# DATA EXTRACT
// ─────────────────────────────────────────────────────────────────────────────
// Tests
// ─────────────────────────────────────────────────────────────────────────────

#[cfg(test)]
mod tests {
    use super::*;
    use lidarsteer_hal::sim::{Pillar, SimScene, SimWorld};
    use lidarsteer_hal::SensorLayout;
    use lidarsteer_perception::Pose;
    use lidarsteer_types::VehicleConfig;

    fn origin() -> VehicleConfig {
        VehicleConfig {
            spawn_x: 0.0,
            spawn_y: 0.0,
            spawn_z: 0.0,
            spawn_yaw: 0.0,
        }
    }

    fn small_config(mode: ControlMode, ticks: u32) -> DriveLoopConfig {
        DriveLoopConfig {
            mode,
            simulation: SimulationConfig {
                fps: 10,
                simulation_duration: f64::from(ticks) / 10.0,
                capture_interval: 0.2,
            },
            camera: CameraConfig {
                width: 80,
                height: 60,
                fov: 90.0,
            },
            sensor_timeout: Duration::from_millis(200),
            ..DriveLoopConfig::default()
        }
    }

    fn drive_loop(config: &DriveLoopConfig, scene: SimScene) -> DriveLoop<SimWorld> {
        let (world, rig) = SimWorld::builder()
            .simulation(&config.simulation)
            .camera(&config.camera)
            .vehicle(&origin())
            .scene(scene)
            .build();
        DriveLoop::new(world, rig, config.clone())
    }

    #[test]
    fn empty_scene_drives_straight() {
        let config = small_config(ControlMode::Reactive, 3);
        let mut drive = drive_loop(&config, SimScene::empty());
        let report = drive.step().unwrap().unwrap();
        assert_eq!(report.tick, 0);
        assert_eq!(report.frame, 1);
        assert_eq!(report.densities, DirectionalDensity::default());
        assert_eq!(report.command.steer, 0.0);
        assert!((report.command.throttle - 0.3).abs() < 1e-6);
        assert_eq!(
            report.decision,
            Decision::Reactive {
                direction: "STRAIGHT"
            }
        );
    }

    #[test]
    fn obstacle_on_the_left_steers_right() {
        // Pillar 8 m to the left of the car, in the left camera's view only.
        let scene = SimScene::empty().with_pillar(Pillar {
            x: 0.0,
            y: -8.0,
            radius: 1.0,
            height: 3.0,
        });
        let config = small_config(ControlMode::Reactive, 1);
        let mut drive = drive_loop(&config, scene);
        let report = drive.step().unwrap().unwrap();
        assert!(report.densities.left > 0.0);
        assert_eq!(report.densities.right, 0.0);
        assert!(report.visible_points[&Direction::Left] > 0);
        assert!(report.command.steer > 0.0);
    }

    #[test]
    fn waypoint_mode_reports_plan_and_diagnostics() {
        let scene = SimScene::empty().with_pillar(Pillar {
            x: 0.0,
            y: 8.0,
            radius: 1.0,
            height: 3.0,
        });
        let config = small_config(ControlMode::Waypoint, 1);
        let mut drive = drive_loop(&config, scene);
        let report = drive.step().unwrap().unwrap();
        match report.decision {
            Decision::Waypoint { plan, diagnostics } => {
                assert!(plan.lateral_offset < 0.0, "dense right side plans left");
                assert!((plan.waypoint.forward - 10.0).abs() < 1e-6);
                assert_eq!(diagnostics.steer, report.command.steer);
            }
            other => panic!("unexpected decision {other:?}"),
        }
        assert!(report.command.steer < 0.0);
    }

    #[test]
    fn step_returns_none_after_last_tick() {
        let config = small_config(ControlMode::Reactive, 2);
        let mut drive = drive_loop(&config, SimScene::empty());
        assert!(drive.step().unwrap().is_some());
        assert!(drive.step().unwrap().is_some());
        assert!(drive.step().unwrap().is_none());
    }

    #[test]
    fn raised_shutdown_interrupts_and_brakes() {
        let config = small_config(ControlMode::Waypoint, 10);
        let mut drive = drive_loop(&config, SimScene::empty());
        let summary = drive.run(&AtomicBool::new(true)).unwrap();
        assert_eq!(summary.ticks, 0);
        assert!(summary.interrupted);
        assert_eq!(drive.backend().control(), ControlCommand::stop());
    }

    #[test]
    fn full_run_counts_every_tick() {
        let config = small_config(ControlMode::Waypoint, 10);
        let mut drive = drive_loop(&config, SimScene::slalom(&Pose::identity(), 2, 15.0, 2.0));
        let summary = drive.run(&AtomicBool::new(false)).unwrap();
        assert_eq!(summary.ticks, 10);
        assert!(!summary.interrupted);
        assert_eq!(summary.run_id, drive.run_id());
        assert_eq!(summary.images_written, 0);
        assert!(summary.distance > 0.0);
    }

    #[test]
    fn capture_ticks_write_one_image_per_camera() {
        let tmp = tempfile::tempdir().unwrap();
        let config = small_config(ControlMode::Reactive, 4);
        let writer = ProjectionWriter::at(tmp.path(), &Direction::ALL).unwrap();
        let root = writer.root().to_path_buf();
        let mut drive = drive_loop(&config, SimScene::empty()).with_image_writer(writer);
        let summary = drive.run(&AtomicBool::new(false)).unwrap();

        // capture_interval 0.2 s at 10 fps: ticks 0 and 2.
        assert_eq!(summary.images_written, 6);
        assert!(root.join("front/frame_000000.jpg").is_file());
        assert!(root.join("right/frame_000002.jpg").is_file());
        assert!(!root.join("left/frame_000001.jpg").exists());
    }

    #[test]
    fn reduced_layout_leaves_missing_directions_at_zero() {
        let config = small_config(ControlMode::Reactive, 1);
        let layout = SensorLayout::standard().with_directions(&[Direction::Front]);
        let scene = SimScene::empty().with_pillar(Pillar {
            x: 0.0,
            y: -8.0,
            radius: 1.0,
            height: 3.0,
        });
        let (world, rig) = SimWorld::builder()
            .simulation(&config.simulation)
            .camera(&config.camera)
            .vehicle(&origin())
            .layout(layout)
            .scene(scene)
            .build();
        let mut drive = DriveLoop::new(world, rig, config);
        let report = drive.step().unwrap().unwrap();
        assert_eq!(report.visible_points.len(), 1);
        assert_eq!(report.densities.left, 0.0);
    }

    #[test]
    fn lost_sensor_aborts_the_run() {
        let config = small_config(ControlMode::Reactive, 5);
        let (world, rig) = SimWorld::builder()
            .simulation(&config.simulation)
            .camera(&config.camera)
            .build();
        // Queues of another world; the world's own consumers are gone.
        let (_other_world, other_rig) = SimWorld::builder().build();
        drop(rig);
        let mut drive = DriveLoop::new(world, other_rig, config);
        let err = drive.run(&AtomicBool::new(false)).unwrap_err();
        assert!(matches!(err, DriveError::SensorDisconnected(_)));
    }

    #[test]
    fn sensor_frames_are_tick_aligned() {
        let config = small_config(ControlMode::Reactive, 3);
        let (mut world, rig) = SimWorld::builder()
            .simulation(&config.simulation)
            .camera(&config.camera)
            .build();
        // Frames published before the loop starts are stale by its first tick.
        world.tick().unwrap();
        let mut drive = DriveLoop::new(world, rig, config);
        let report = drive.step().unwrap().unwrap();
        assert_eq!(report.frame, 2);
        assert_eq!(drive.rig.lidar.drain(), 0);
    }
}
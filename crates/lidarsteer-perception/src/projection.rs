//! LiDAR → camera projection and distance-weighted density scoring.
//!
//! For one LiDAR sweep and one camera, [`project`]:
//!
//! 1. lifts every point from the LiDAR frame to the world
//!    (`lidar_pose.matrix()`) and then into the camera frame
//!    (`camera_pose.inverse_matrix()`);
//! 2. re-axes from sensor convention (forward, right, up) to camera
//!    convention (right, down, forward): `(y, -z, x)`;
//! 3. applies `K` and divides by depth;
//! 4. keeps only points with `0 < u < width`, `0 < v < height`, `depth > 0`;
//! 5. sums a per-point weight: `close_weight_multiplier` below
//!    `close_distance_threshold`, `1.0` otherwise;
//! 6. paints a viridis-coloured square of half-width `dot_extent` per point
//!    onto a copy of the camera image, in point order (later points win).
//!
//! The function is pure: identical inputs give identical outputs.
//!
//! # Example
//!
//! ```rust
//! use image::RgbImage;
//! use lidarsteer_perception::camera::CameraIntrinsics;
//! use lidarsteer_perception::pointcloud::{LidarPoint, PointCloudFrame};
//! use lidarsteer_perception::projection::project;
//! use lidarsteer_perception::transform::Pose;
//! use lidarsteer_types::ProjectionConfig;
//!
//! let k = CameraIntrinsics::from_fov(80, 60, 90.0);
//! let background = RgbImage::new(80, 60);
//! // One point 5 m straight ahead of a LiDAR that sits on the camera.
//! let cloud = PointCloudFrame::new(vec![LidarPoint::new(5.0, 0.0, 0.0, 1.0)]);
//!
//! let out = project(&cloud, &Pose::identity(), &Pose::identity(), &k,
//!                   &ProjectionConfig::default(), &background);
//! assert_eq!(out.visible_points(), 1);
//! assert_eq!(out.weighted_density, 4.0); // closer than 25 m → close weight
//! ```

use image::{Rgb, RgbImage};
use lidarsteer_types::ProjectionConfig;
use tracing::trace;

use crate::camera::CameraIntrinsics;
use crate::colormap::intensity_color;
use crate::pointcloud::PointCloudFrame;
use crate::transform::{Pose, Vec3};

// ────────────────────────────────────────────────────────────────────────────
// Output types
// ────────────────────────────────────────────────────────────────────────────

/// A LiDAR point that landed inside the image.
#[derive(Debug, Clone, Copy, PartialEq)]
pub struct ProjectedPoint {
    /// Horizontal pixel coordinate, `0 < u < width`.
    pub u: f32,
    /// Vertical pixel coordinate, `0 < v < height`.
    pub v: f32,
    /// Distance along the optical axis, `> 0`.
    pub depth: f32,
    /// Intensity colour (RGB).
    pub color: [u8; 3],
}

/// Result of projecting one sweep into one camera.
#[derive(Debug, Clone)]
pub struct Projection {
    /// Camera image with the projected points painted on; same dimensions
    /// as the input image.
    pub image: RgbImage,
    /// Surviving points, in sweep order.
    pub points: Vec<ProjectedPoint>,
    /// Σ weight(depth) over `points`.
    pub weighted_density: f32,
}

impl Projection {
    pub fn visible_points(&self) -> usize {
        self.points.len()
    }
}

// ────────────────────────────────────────────────────────────────────────────
// Projection
// ────────────────────────────────────────────────────────────────────────────

/// Obstacle weight of a point at `depth` metres.
pub fn point_weight(depth: f32, config: &ProjectionConfig) -> f32 {
    if depth < config.close_distance_threshold {
        config.close_weight_multiplier
    } else {
        1.0
    }
}

/// Project `cloud` into the camera and score it.
///
/// Bounds come from `intrinsics` (the camera's configured size); painting is
/// additionally clipped to `background`'s dimensions.
pub fn project(
    cloud: &PointCloudFrame,
    lidar_pose: &Pose,
    camera_pose: &Pose,
    intrinsics: &CameraIntrinsics,
    config: &ProjectionConfig,
    background: &RgbImage,
) -> Projection {
    let points = project_points(cloud, lidar_pose, camera_pose, intrinsics);
    let weighted_density = points.iter().map(|p| point_weight(p.depth, config)).sum();

    let mut image = background.clone();
    paint_points(&mut image, &points, config.dot_extent);

    trace!(
        input = cloud.len(),
        visible = points.len(),
        weighted_density,
        "projected sweep"
    );

    Projection {
        image,
        points,
        weighted_density,
    }
}

/// Steps 1–4: transform, re-axis, project and filter.
pub fn project_points(
    cloud: &PointCloudFrame,
    lidar_pose: &Pose,
    camera_pose: &Pose,
    intrinsics: &CameraIntrinsics,
) -> Vec<ProjectedPoint> {
    // LiDAR-local → world → camera-local in a single matrix.
    let lidar_to_camera = camera_pose.inverse_matrix().mul(&lidar_pose.matrix());
    let width = intrinsics.width() as f32;
    let height = intrinsics.height() as f32;

    cloud
        .iter()
        .filter_map(|p| {
            let s = lidar_to_camera.transform_point(Vec3::new(p.x, p.y, p.z));
            // (forward, right, up) → (right, down, forward)
            let (u_h, v_h, w) = intrinsics.apply(s.y, -s.z, s.x);
            let u = u_h / w;
            let v = v_h / w;
            let visible = u > 0.0 && u < width && v > 0.0 && v < height && w > 0.0;
            visible.then(|| ProjectedPoint {
                u,
                v,
                depth: w,
                color: intensity_color(p.intensity),
            })
        })
        .collect()
}

/// Step 6: paint a filled square per point, clipped to the image.
fn paint_points(image: &mut RgbImage, points: &[ProjectedPoint], dot_extent: u32) {
    let (img_w, img_h) = (image.width() as i64, image.height() as i64);
    let r = dot_extent as i64;
    for p in points {
        let (u, v) = (p.u as i64, p.v as i64);
        let (u_min, u_max) = ((u - r).max(0), (u + r + 1).min(img_w));
        let (v_min, v_max) = ((v - r).max(0), (v + r + 1).min(img_h));
        for y in v_min..v_max {
            for x in u_min..u_max {
                image.put_pixel(x as u32, y as u32, Rgb(p.color));
            }
        }
    }
}

// ────────────────────────────────────────────────────────────────────────────
// Tests
// ────────────────────────────────────────────────────────────────────────────

#[cfg(test)]
mod tests {
    use super::*;
    use crate::pointcloud::LidarPoint;
    use crate::transform::Rotation;

    const W: u32 = 80;
    const H: u32 = 60;

    fn setup() -> (CameraIntrinsics, ProjectionConfig, RgbImage) {
        (
            CameraIntrinsics::from_fov(W, H, 90.0),
            ProjectionConfig {
                close_distance_threshold: 25.0,
                close_weight_multiplier: 4.0,
                dot_extent: 2,
            },
            RgbImage::from_pixel(W, H, Rgb([10, 20, 30])),
        )
    }

    fn run(cloud: &PointCloudFrame) -> Projection {
        let (k, cfg, bg) = setup();
        project(cloud, &Pose::identity(), &Pose::identity(), &k, &cfg, &bg)
    }

    #[test]
    fn point_on_axis_lands_at_image_centre() {
        let cloud = PointCloudFrame::new(vec![LidarPoint::new(10.0, 0.0, 0.0, 1.0)]);
        let out = run(&cloud);
        assert_eq!(out.visible_points(), 1);
        let p = out.points[0];
        assert!((p.u - 40.0).abs() < 1e-3);
        assert!((p.v - 30.0).abs() < 1e-3);
        assert!((p.depth - 10.0).abs() < 1e-4);
    }

    #[test]
    fn right_and_up_map_to_image_right_and_top() {
        let cloud = PointCloudFrame::new(vec![
            LidarPoint::new(10.0, 2.0, 0.0, 1.0),
            LidarPoint::new(10.0, 0.0, 2.0, 1.0),
        ]);
        let out = run(&cloud);
        assert_eq!(out.visible_points(), 2);
        assert!(out.points[0].u > 40.0);
        assert!(out.points[1].v < 30.0);
    }

    #[test]
    fn points_outside_frustum_are_dropped() {
        let cloud = PointCloudFrame::new(vec![
            LidarPoint::new(-10.0, 0.0, 0.0, 1.0), // behind
            LidarPoint::new(1.0, 50.0, 0.0, 1.0),  // far right
            LidarPoint::new(1.0, 0.0, -50.0, 1.0), // far below
            LidarPoint::new(0.0, 0.0, 0.0, 1.0),   // zero depth
            LidarPoint::new(8.0, 1.0, 1.0, 1.0),   // visible
        ]);
        let out = run(&cloud);
        assert_eq!(out.visible_points(), 1);
        for p in &out.points {
            assert!(p.u > 0.0 && p.u < W as f32);
            assert!(p.v > 0.0 && p.v < H as f32);
            assert!(p.depth > 0.0);
        }
    }

    #[test]
    fn every_retained_point_is_in_bounds() {
        // Deterministic scatter around the sensor, including points behind
        // and beside the camera.
        let cloud: PointCloudFrame = (0..400)
            .map(|i| {
                let a = i as f32 * 0.37;
                LidarPoint::new(20.0 * a.cos(), 20.0 * a.sin(), (i % 7) as f32 - 3.0, 0.5)
            })
            .collect();
        let out = run(&cloud);
        assert!(out.visible_points() > 0);
        assert!(out.visible_points() < cloud.len());
        for p in &out.points {
            assert!(p.u > 0.0 && p.u < W as f32, "u={}", p.u);
            assert!(p.v > 0.0 && p.v < H as f32, "v={}", p.v);
            assert!(p.depth > 0.0);
        }
    }

    #[test]
    fn empty_cloud_leaves_background_untouched() {
        let (_, _, bg) = setup();
        let out = run(&PointCloudFrame::default());
        assert_eq!(out.visible_points(), 0);
        assert_eq!(out.weighted_density, 0.0);
        assert_eq!(out.image, bg);
    }

    #[test]
    fn close_point_adds_close_weight_minus_one() {
        let far = PointCloudFrame::new(vec![
            LidarPoint::new(40.0, 0.0, 0.0, 1.0),
            LidarPoint::new(30.0, 1.0, 0.0, 1.0),
        ]);
        let near = PointCloudFrame::new(vec![
            LidarPoint::new(40.0, 0.0, 0.0, 1.0),
            LidarPoint::new(10.0, 1.0, 0.0, 1.0),
        ]);
        let d_far = run(&far).weighted_density;
        let d_near = run(&near).weighted_density;
        assert_eq!(d_far, 2.0);
        assert!(d_near >= d_far);
        assert!((d_near - d_far - (4.0 - 1.0)).abs() < 1e-6);
    }

    #[test]
    fn threshold_depth_counts_as_far() {
        let cfg = ProjectionConfig::default();
        assert_eq!(point_weight(25.0, &cfg), 1.0);
        assert_eq!(point_weight(24.99, &cfg), 4.0);
    }

    #[test]
    fn dot_is_square_and_clipped() {
        // Point near the top-left corner: u≈2.5, v≈1.x → dot clipped at 0.
        let (k, cfg, bg) = setup();
        let f = k.focal_length();
        let depth = 10.0;
        let u_target = 2.5;
        let v_target = 1.5;
        let y = (u_target - 40.0) * depth / f;
        let z = -(v_target - 30.0) * depth / f;
        let cloud = PointCloudFrame::new(vec![LidarPoint::new(depth, y, z, 1.0)]);
        let out = project(&cloud, &Pose::identity(), &Pose::identity(), &k, &cfg, &bg);
        assert_eq!(out.visible_points(), 1);

        let color = Rgb(out.points[0].color);
        let painted: Vec<(u32, u32)> = out
            .image
            .enumerate_pixels()
            .filter(|(_, _, px)| **px == color)
            .map(|(x, y, _)| (x, y))
            .collect();
        // u ∈ [0, 5), v ∈ [0, 4) after clipping.
        assert_eq!(painted.len(), 5 * 4);
        assert!(painted.iter().all(|&(x, y)| x < 5 && y < 4));
        assert_eq!(out.image.dimensions(), (W, H));
    }

    #[test]
    fn later_points_overwrite_earlier_ones() {
        let cloud = PointCloudFrame::new(vec![
            LidarPoint::new(10.0, 0.0, 0.0, 1.0), // t = 0 → purple
            LidarPoint::new(10.0, 0.0, 0.0, 0.0), // t = 1 → yellow
        ]);
        let out = run(&cloud);
        assert_eq!(*out.image.get_pixel(40, 30), Rgb(out.points[1].color));
        assert_ne!(out.points[0].color, out.points[1].color);
    }

    #[test]
    fn poses_move_points_between_frames() {
        // LiDAR 2 m above the camera, camera turned 90° right: a point 10 m to
        // the LiDAR's right and 2 m down is straight ahead of the camera.
        let (k, cfg, bg) = setup();
        let lidar = Pose::new(Vec3::new(0.0, 0.0, 2.0), Rotation::identity());
        let camera = Pose::new(Vec3::zero(), Rotation::from_yaw(90.0));
        let cloud = PointCloudFrame::new(vec![LidarPoint::new(0.0, 10.0, -2.0, 1.0)]);
        let out = project(&cloud, &lidar, &camera, &k, &cfg, &bg);
        assert_eq!(out.visible_points(), 1);
        assert!((out.points[0].u - 40.0).abs() < 1e-2);
        assert!((out.points[0].v - 30.0).abs() < 1e-2);
        assert!((out.points[0].depth - 10.0).abs() < 1e-3);
    }

    #[test]
    fn projection_is_deterministic() {
        let cloud: PointCloudFrame = (0..50)
            .map(|i| LidarPoint::new(5.0 + i as f32, (i % 5) as f32 - 2.0, 0.5, 0.9))
            .collect();
        let a = run(&cloud);
        let b = run(&cloud);
        assert_eq!(a.points, b.points);
        assert_eq!(a.image, b.image);
        assert_eq!(a.weighted_density, b.weighted_density);
    }
}
//! `lidarsteer` – run the LiDAR-projection obstacle-avoidance controller.
//!
//! This binary:
//!
//! 1. Loads `lidarsteer.toml` (or `--config <path>`), applies `LIDARSTEER_*`
//!    overrides and command-line flags, and validates the result.
//! 2. Spawns the ego vehicle in the headless simulator with a slalom of
//!    pillars ahead of it.
//! 3. Runs the drive loop for the configured duration, writing projection
//!    JPEGs if enabled.
//! 4. Intercepts **Ctrl-C** to stop the loop, brake, and print the summary.

mod config;

use std::io::{self, Write};
use std::path::PathBuf;
use std::process::ExitCode;
use std::sync::Arc;
use std::sync::atomic::{AtomicBool, Ordering};

use clap::Parser;
use colored::Colorize;
use lidarsteer_hal::sim::{SimScene, SimWorld};
use lidarsteer_hal::SensorLayout;
use lidarsteer_perception::{Pose, Rotation, Vec3};
use lidarsteer_runtime::{init_tracing, DriveLoop, ProjectionWriter, RunSummary};
use lidarsteer_types::{ControlMode, DriveError};
use tracing::{info, warn};

use crate::config::Config;

fn main() -> ExitCode {
    let args = Args::parse();

    // Hold the guard until exit so pending spans are flushed.
    let _telemetry = init_tracing("lidarsteer");

    match run(args) {
        Ok(()) => ExitCode::SUCCESS,
        Err(e) => {
            eprintln!("{}: {e}", "error".red().bold());
            ExitCode::FAILURE
        }
    }
}

fn run(args: Args) -> Result<(), DriveError> {
    let path = config::config_path(args.config.as_deref());

    if args.init {
        config::save_to(&Config::default(), &path)?;
        println!(
            "  {} Default config written to {}",
            "✓".green().bold(),
            path.display().to_string().bold()
        );
        return Ok(());
    }

    let mut cfg = match config::load(&path)? {
        Some(cfg) => {
            info!(path = %path.display(), "config loaded");
            cfg
        }
        None => {
            info!(path = %path.display(), "no config file; using defaults");
            let mut cfg = Config::default();
            config::apply_env_overrides(&mut cfg);
            cfg
        }
    };
    args.apply(&mut cfg);
    cfg.validate()?;

    // With --json, stdout carries the summary document and nothing else.
    if !args.json {
        print_banner(&cfg);
    }

    // ── Shared shutdown flag ──────────────────────────────────────────────
    let shutdown = Arc::new(AtomicBool::new(false));
    let shutdown_clone = Arc::clone(&shutdown);
    if let Err(e) = ctrlc::set_handler(move || {
        eprintln!();
        eprintln!("{}", "⚠  Ctrl-C received – stopping after this tick …".yellow().bold());
        shutdown_clone.store(true, Ordering::SeqCst);
    }) {
        warn!(error = %e, "failed to install Ctrl-C handler; the run can only end by timeout");
    }

    // ── World ─────────────────────────────────────────────────────────────
    let spawn = Pose::new(
        Vec3::new(cfg.vehicle.spawn_x, cfg.vehicle.spawn_y, 0.0),
        Rotation::from_yaw(cfg.vehicle.spawn_yaw),
    );
    let scene = SimScene::slalom(&spawn, cfg.scene.pillars, cfg.scene.spacing, cfg.scene.offset);
    let layout = SensorLayout::standard();
    let directions: Vec<_> = layout.directions().collect();
    let (world, rig) = SimWorld::builder()
        .simulation(&cfg.simulation)
        .vehicle(&cfg.vehicle)
        .lidar(&cfg.lidar)
        .camera(&cfg.camera)
        .layout(layout)
        .scene(scene)
        .build();

    let mut drive = DriveLoop::new(world, rig, cfg.drive_loop_config());
    if cfg.output.save_images {
        let writer = ProjectionWriter::create(&cfg.output.base_dir, &directions)?;
        info!(root = %writer.root().display(), "writing projection images");
        if !args.json {
            println!(
                "  Projection images → {}",
                writer.root().display().to_string().dimmed()
            );
        }
        drive = drive.with_image_writer(writer);
    }
    if !args.json {
        println!();
    }

    let summary = drive.run(&shutdown)?;
    let mut stdout = std::io::stdout().lock();
    if let Err(e) = write_summary(&mut stdout, &summary, args.json) {
        warn!(error = %e, "failed to write run summary");
    }
    Ok(())
}

// ─────────────────────────────────────────────────────────────────────────────
// Arguments
// ─────────────────────────────────────────────────────────────────────────────

/// LiDAR-to-camera projection obstacle avoidance in a headless simulator.
#[derive(Parser, Debug)]
#[command(name = "lidarsteer", version, about, long_about = None)]
struct Args {
    /// Config file (default: lidarsteer.toml)
    #[arg(short, long)]
    config: Option<PathBuf>,

    /// Control path: reactive | waypoint
    #[arg(short, long, value_parser = clap::value_parser!(ControlMode))]
    mode: Option<ControlMode>,

    /// Simulated seconds to drive
    #[arg(short, long, value_name = "SECS")]
    duration: Option<f64>,

    /// Do not write projection JPEGs
    #[arg(long)]
    no_images: bool,

    /// Print the run summary as JSON on stdout
    #[arg(long)]
    json: bool,

    /// Write a default config file and exit
    #[arg(long)]
    init: bool,
}

impl Args {
    /// Command-line flags win over the file and the environment.
    fn apply(&self, cfg: &mut Config) {
        if let Some(mode) = self.mode {
            cfg.mode = mode;
        }
        if let Some(secs) = self.duration {
            cfg.simulation.simulation_duration = secs;
        }
        if self.no_images {
            cfg.output.save_images = false;
        }
    }
}

// ─────────────────────────────────────────────────────────────────────────────
// Output
// ─────────────────────────────────────────────────────────────────────────────

fn print_banner(cfg: &Config) {
    println!();
    println!(
        "  {} {}",
        "lidarsteer".bold().cyan(),
        format!("v{}", env!("CARGO_PKG_VERSION")).dimmed()
    );
    println!("  LiDAR-to-camera projection obstacle avoidance");
    println!();
    println!("  Mode      {}", cfg.mode.to_string().bold());
    println!(
        "  Duration  {}s at {} fps ({} ticks)",
        cfg.simulation.simulation_duration,
        cfg.simulation.fps,
        cfg.simulation.total_ticks()
    );
    println!(
        "  Cameras   {}x{} @ {}°",
        cfg.camera.width, cfg.camera.height, cfg.camera.fov
    );
}

/// Writes the end-of-run summary, either as pretty JSON or as a short table.
///
/// With `json` set the output is exactly one JSON document; logs never share
/// this stream.
fn write_summary(out: &mut impl Write, summary: &RunSummary, json: bool) -> io::Result<()> {
    if json {
        serde_json::to_writer_pretty(&mut *out, summary)?;
        return writeln!(out);
    }
    let status = if summary.interrupted {
        "interrupted".yellow().bold()
    } else {
        "complete".green().bold()
    };
    writeln!(out)?;
    writeln!(out, "  Run {} {}", summary.run_id.to_string().dimmed(), status)?;
    writeln!(out, "    Ticks          {}", summary.ticks)?;
    writeln!(out, "    Distance       {:.1} m", summary.distance)?;
    writeln!(out, "    Final speed    {:.1} m/s", summary.final_speed)?;
    writeln!(out, "    Max |steer|    {:.2}", summary.max_abs_steer)?;
    writeln!(out, "    Braking ticks  {}", summary.braking_ticks)?;
    writeln!(out, "    Images         {}", summary.images_written)?;
    writeln!(out)
}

# YOUR GOAL
Retype exactly the span of lines from the one with "assert_eq!(out.weighted_density, 0.0);" through the one with "assert_eq!(d_far, 2.0);"; include both ends and omit the rest of the material.

# PROBLEM SOLUTION
        assert_eq!(out.weighted_density, 0.0);
        assert_eq!(out.image, bg);
    }

    #[test]
    fn close_point_adds_close_weight_minus_one() {
        let far = PointCloudFrame::new(vec![
            LidarPoint::new(40.0, 0.0, 0.0, 1.0),
            LidarPoint::new(30.0, 1.0, 0.0, 1.0),
        ]);
        let near = PointCloudFrame::new(vec![
            LidarPoint::new(40.0, 0.0, 0.0, 1.0),
            LidarPoint::new(10.0, 1.0, 0.0, 1.0),
        ]);
        let d_far = run(&far).weighted_density;
        let d_near = run(&near).weighted_density;
        assert_eq!(d_far, 2.0);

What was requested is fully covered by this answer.